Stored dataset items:
══════════
//! Application configuration module.
//!
//! Handles loading and validating `cardscan.toml`. Every key has a serde
//! default, so a config file needs only the keys it wants to change.
//!
//! ## Configuration Options
//!
//! ```toml
//! # All options are optional - defaults shown below
//!
//! log_level = "warn"        # Default tracing filter when RUST_LOG is unset
//!
//! [crop]
//! max_edge = 400            # Longer edge cap for auto-cropped graphics (px)
//! quality = 85              # JPEG quality (1-100)
//!
//! [adjuster]
//! canvas_size = 400         # Square canvas and fit reference (px)
//! zoom_min = 0.1
//! zoom_max = 3.0
//! quality = 85              # JPEG quality of applied graphics (1-100)
//!
//! [processing]
//! max_threads = 4           # Parallel decode workers (omit for auto = CPU cores)
//! ```
//!
//! Unknown keys are rejected to catch typos early.

use crate::adjuster::AdjusterConfig;
use crate::imaging::{CropConfig, Quality};
use serde::Deserialize;
use std::fs;
use std::path::Path;
use thiserror::Error;

/// Name of the config file looked up in the config directory.
pub const CONFIG_FILE: &str = "cardscan.toml";

#[derive(Error, Debug)]
pub enum ConfigError {
    #[error("IO error: {0}")]
    Io(#[from] std::io::Error),
    #[error("TOML parse error: {0}")]
    Toml(#[from] toml::de::Error),
    #[error("Config validation error: {0}")]
    Validation(String),
}

/// Application configuration loaded from `cardscan.toml`.
#[derive(Debug, Clone, PartialEq, Deserialize)]
#[serde(default, deny_unknown_fields)]
pub struct AppConfig {
    /// Tracing filter used when `RUST_LOG` is not set.
    pub log_level: String,
    /// Auto-crop settings.
    pub crop: CropSettings,
    /// Manual adjuster settings.
    pub adjuster: AdjusterSettings,
    /// Parallel processing settings.
    pub processing: ProcessingConfig,
}

impl Default for AppConfig {
    fn default() -> Self {
        Self {
            log_level: "warn".to_string(),
            crop: CropSettings::default(),
            adjuster: AdjusterSettings::default(),
            processing: ProcessingConfig::default(),
        }
    }
}

impl AppConfig {
    /// Validate config values are within acceptable ranges.
    pub fn validate(&self) -> Result<(), ConfigError> {
        if !(1..=100).contains(&self.crop.quality) {
            return Err(ConfigError::Validation("crop.quality must be 1-100".into()));
        }
        if !(1..=100).contains(&self.adjuster.quality) {
            return Err(ConfigError::Validation(
                "adjuster.quality must be 1-100".into(),
            ));
        }
        if self.crop.max_edge == 0 {
            return Err(ConfigError::Validation(
                "crop.max_edge must be non-zero".into(),
            ));
        }
        if self.adjuster.canvas_size == 0 {
            return Err(ConfigError::Validation(
                "adjuster.canvas_size must be non-zero".into(),
            ));
        }
        let (min, max) = (self.adjuster.zoom_min, self.adjuster.zoom_max);
        if !(min.is_finite() && max.is_finite() && min > 0.0 && min <= max) {
            return Err(ConfigError::Validation(
                "adjuster zoom range must satisfy 0 < zoom_min <= zoom_max".into(),
            ));
        }
        Ok(())
    }

    pub fn crop_config(&self) -> CropConfig {
        CropConfig {
            max_edge: self.crop.max_edge,
            quality: Quality::new(self.crop.quality),
        }
    }

    pub fn adjuster_config(&self) -> AdjusterConfig {
        AdjusterConfig {
            canvas_size: self.adjuster.canvas_size,
            zoom_min: self.adjuster.zoom_min,
            zoom_max: self.adjuster.zoom_max,
            quality: Quality::new(self.adjuster.quality),
        }
    }
}

/// Auto-crop settings.
#[derive(Debug, Clone, PartialEq, Deserialize)]
#[serde(default, deny_unknown_fields)]
pub struct CropSettings {
    /// Longer-edge cap for cropped graphics, in pixels. Crops are never upscaled.
    pub max_edge: u32,
    /// JPEG quality (1 = worst, 100 = best).
    pub quality: u32,
}

impl Default for CropSettings {
    fn default() -> Self {
        Self {
            max_edge: 400,
            quality: 85,
        }
    }
}

/// Manual adjuster settings.
#[derive(Debug, Clone, PartialEq, Deserialize)]
#[serde(default, deny_unknown_fields)]
pub struct AdjusterSettings {
    /// Side of the square canvas in pixels; also the fit reference.
    pub canvas_size: u32,
    pub zoom_min: f64,
    pub zoom_max: f64,
    /// JPEG quality of the applied canvas.
    pub quality: u32,
}

impl Default for AdjusterSettings {
    fn default() -> Self {
        Self {
            canvas_size: 400,
            zoom_min: 0.1,
            zoom_max: 3.0,
            quality: 85,
        }
    }
}

/// Parallel processing settings.
#[derive(Debug, Clone, Default, PartialEq, Deserialize)]
#[serde(default, deny_unknown_fields)]
pub struct ProcessingConfig {
    /// Maximum number of parallel decode workers.
    /// When absent, defaults to the number of CPU cores.
    /// Values larger than the core count are clamped down.
    pub max_threads: Option<usize>,
}

/// Resolve the effective thread count from config.
///
/// - `None` → use all available cores
/// - `Some(n)` → use `min(n, cores)` (user can constrain down, not up)
pub fn effective_threads(config: &ProcessingConfig) -> usize {
    let cores = std::thread::available_parallelism()
        .map(|n| n.get())
        .unwrap_or(1);
    config
        .max_threads
        .map(|n| n.clamp(1, cores))
        .unwrap_or(cores)
}

// =============================================================================
// Config loading and validation
// =============================================================================

/// Parse config text and validate it.
///
/// Every section and key is optional; missing ones take their defaults.
pub fn parse_config(text: &str) -> Result<AppConfig, ConfigError> {
    let config: AppConfig = toml::from_str(text)?;
    config.validate()?;
    Ok(config)
}

/// Load config from `cardscan.toml` in the given directory.
///
/// A missing file yields the defaults. Unknown keys and out-of-range values
/// are errors.
pub fn load_config(dir: &Path) -> Result<AppConfig, ConfigError> {
    let config_path = dir.join(CONFIG_FILE);
    if !config_path.exists() {
        return Ok(AppConfig::default());
    }
    parse_config(&fs::read_to_string(&config_path)?)
}

/// Returns a fully-commented stock `cardscan.toml`.
///
/// Used by the `gen-config` CLI command.
pub fn stock_config_toml() -> &'static str {
    r##"# cardscan Configuration
# ======================
# All settings are optional. Remove or comment out any you don't need.
# Values shown below are the defaults. Unknown keys will cause an error.

# Tracing filter used when RUST_LOG is not set (error, warn, info, debug, trace).
log_level = "warn"

# ---------------------------------------------------------------------------
# Automatic crops from the extraction bounding boxes
# ---------------------------------------------------------------------------
[crop]
# Longer-edge cap for cropped logo/photo images, in pixels.
# Crops smaller than this are kept at their native size.
max_edge = 400

# JPEG quality (1 = worst, 100 = best).
quality = 85

# ---------------------------------------------------------------------------
# Manual pan/zoom adjuster
# ---------------------------------------------------------------------------
[adjuster]
# Side of the square output canvas, in pixels. The initial zoom makes the
# shorter side of the source image span this square.
canvas_size = 400

# Zoom range; requested zoom values are clamped into it.
zoom_min = 0.1
zoom_max = 3.0

# JPEG quality of the applied graphic.
quality = 85

# ---------------------------------------------------------------------------
# Processing
# ---------------------------------------------------------------------------
[processing]
# Maximum parallel decode workers.
# Omit or comment out to auto-detect (= number of CPU cores).
# max_threads = 4
"##
}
══════════
Problem details>
Count lines, not occurrences. State how many lines of the entries contain the word "Application", and add nothing.

Answer section>
2